## TASK OBJECTIVE
Going line by line through the entries below, tally those that hold the string "Serialize". Give only the total.

## RECORDS PROVIDED

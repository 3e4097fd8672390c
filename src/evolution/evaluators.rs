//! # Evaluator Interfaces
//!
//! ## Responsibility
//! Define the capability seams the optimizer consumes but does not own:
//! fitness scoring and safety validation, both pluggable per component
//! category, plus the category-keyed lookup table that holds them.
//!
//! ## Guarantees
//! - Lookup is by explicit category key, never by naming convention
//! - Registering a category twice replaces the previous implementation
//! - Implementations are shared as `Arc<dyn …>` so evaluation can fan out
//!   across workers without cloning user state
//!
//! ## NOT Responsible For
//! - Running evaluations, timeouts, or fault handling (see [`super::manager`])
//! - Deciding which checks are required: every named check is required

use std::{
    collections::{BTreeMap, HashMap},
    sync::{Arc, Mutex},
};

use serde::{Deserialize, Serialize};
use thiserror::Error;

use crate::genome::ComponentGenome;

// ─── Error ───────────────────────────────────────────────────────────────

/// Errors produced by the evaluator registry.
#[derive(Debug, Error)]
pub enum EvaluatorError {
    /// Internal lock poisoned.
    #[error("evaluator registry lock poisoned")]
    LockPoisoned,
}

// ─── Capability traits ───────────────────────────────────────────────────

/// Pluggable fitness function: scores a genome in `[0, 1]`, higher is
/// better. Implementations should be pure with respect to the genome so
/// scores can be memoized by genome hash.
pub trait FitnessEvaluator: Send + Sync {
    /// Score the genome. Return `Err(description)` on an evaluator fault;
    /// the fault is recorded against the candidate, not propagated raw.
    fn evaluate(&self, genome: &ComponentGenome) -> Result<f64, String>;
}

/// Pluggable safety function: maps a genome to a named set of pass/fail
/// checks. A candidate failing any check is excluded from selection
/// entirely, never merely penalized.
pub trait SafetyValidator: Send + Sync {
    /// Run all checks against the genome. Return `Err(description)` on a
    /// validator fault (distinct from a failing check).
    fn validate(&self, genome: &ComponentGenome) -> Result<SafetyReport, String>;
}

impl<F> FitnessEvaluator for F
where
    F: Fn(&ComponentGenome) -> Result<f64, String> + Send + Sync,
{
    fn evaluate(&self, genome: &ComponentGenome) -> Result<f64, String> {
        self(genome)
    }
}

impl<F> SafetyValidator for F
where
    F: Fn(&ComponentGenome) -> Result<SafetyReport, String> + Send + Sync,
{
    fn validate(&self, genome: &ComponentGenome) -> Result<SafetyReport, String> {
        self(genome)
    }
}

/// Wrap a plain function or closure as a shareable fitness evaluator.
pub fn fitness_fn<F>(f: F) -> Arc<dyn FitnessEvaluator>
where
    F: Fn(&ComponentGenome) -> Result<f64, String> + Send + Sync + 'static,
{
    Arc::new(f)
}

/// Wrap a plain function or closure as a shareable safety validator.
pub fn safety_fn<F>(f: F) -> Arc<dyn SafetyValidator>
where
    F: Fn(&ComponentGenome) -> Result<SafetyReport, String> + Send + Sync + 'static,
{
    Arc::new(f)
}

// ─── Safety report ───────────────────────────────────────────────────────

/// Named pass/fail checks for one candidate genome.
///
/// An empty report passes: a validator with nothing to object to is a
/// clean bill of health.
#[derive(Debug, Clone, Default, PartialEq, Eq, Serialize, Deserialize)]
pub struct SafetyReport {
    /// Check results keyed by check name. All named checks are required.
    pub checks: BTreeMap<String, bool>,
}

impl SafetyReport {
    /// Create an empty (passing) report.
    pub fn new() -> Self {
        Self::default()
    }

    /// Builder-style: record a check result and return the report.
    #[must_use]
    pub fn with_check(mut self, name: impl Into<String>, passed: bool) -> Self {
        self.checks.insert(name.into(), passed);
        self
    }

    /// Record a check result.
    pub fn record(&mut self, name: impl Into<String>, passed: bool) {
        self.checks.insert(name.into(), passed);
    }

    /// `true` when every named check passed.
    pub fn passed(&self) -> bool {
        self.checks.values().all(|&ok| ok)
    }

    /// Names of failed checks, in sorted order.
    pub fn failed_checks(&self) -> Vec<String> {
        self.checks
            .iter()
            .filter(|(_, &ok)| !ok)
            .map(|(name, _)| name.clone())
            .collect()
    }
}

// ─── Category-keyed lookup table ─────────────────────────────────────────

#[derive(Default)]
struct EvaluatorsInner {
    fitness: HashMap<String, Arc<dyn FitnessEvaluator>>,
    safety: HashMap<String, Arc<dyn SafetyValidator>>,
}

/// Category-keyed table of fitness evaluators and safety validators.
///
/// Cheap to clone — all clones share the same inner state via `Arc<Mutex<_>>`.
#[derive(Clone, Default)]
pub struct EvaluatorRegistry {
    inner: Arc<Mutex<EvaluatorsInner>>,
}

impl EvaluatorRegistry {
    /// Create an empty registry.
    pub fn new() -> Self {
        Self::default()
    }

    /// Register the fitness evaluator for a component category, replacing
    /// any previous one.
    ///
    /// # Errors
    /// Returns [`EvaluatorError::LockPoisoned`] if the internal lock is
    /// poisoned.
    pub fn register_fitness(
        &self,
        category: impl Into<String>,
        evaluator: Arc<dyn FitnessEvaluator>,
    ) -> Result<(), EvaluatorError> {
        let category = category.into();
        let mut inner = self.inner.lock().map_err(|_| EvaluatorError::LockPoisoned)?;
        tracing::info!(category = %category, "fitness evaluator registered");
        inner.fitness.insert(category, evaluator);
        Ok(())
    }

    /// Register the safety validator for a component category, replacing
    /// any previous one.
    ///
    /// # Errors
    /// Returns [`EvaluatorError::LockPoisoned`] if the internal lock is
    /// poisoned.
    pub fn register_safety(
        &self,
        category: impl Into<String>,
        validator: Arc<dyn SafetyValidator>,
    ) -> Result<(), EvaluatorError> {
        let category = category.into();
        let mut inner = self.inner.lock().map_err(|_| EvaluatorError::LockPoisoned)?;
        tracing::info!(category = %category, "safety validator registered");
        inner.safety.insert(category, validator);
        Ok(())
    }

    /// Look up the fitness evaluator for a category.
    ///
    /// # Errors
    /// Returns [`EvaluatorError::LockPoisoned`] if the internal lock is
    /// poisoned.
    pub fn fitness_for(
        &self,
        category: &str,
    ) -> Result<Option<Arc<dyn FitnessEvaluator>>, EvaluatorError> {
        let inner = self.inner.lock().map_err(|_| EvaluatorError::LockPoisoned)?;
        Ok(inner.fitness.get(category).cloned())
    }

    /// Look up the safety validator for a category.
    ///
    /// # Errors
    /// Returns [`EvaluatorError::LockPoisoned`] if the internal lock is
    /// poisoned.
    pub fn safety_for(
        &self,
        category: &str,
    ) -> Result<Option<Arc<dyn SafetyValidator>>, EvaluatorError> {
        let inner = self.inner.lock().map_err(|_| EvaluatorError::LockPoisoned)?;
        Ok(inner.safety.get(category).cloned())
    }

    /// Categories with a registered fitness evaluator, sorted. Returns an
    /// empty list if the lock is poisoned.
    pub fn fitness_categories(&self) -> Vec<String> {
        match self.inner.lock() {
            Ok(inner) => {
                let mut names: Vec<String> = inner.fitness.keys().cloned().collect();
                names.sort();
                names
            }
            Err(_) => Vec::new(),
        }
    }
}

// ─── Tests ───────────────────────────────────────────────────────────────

## RESPONSE AREA
2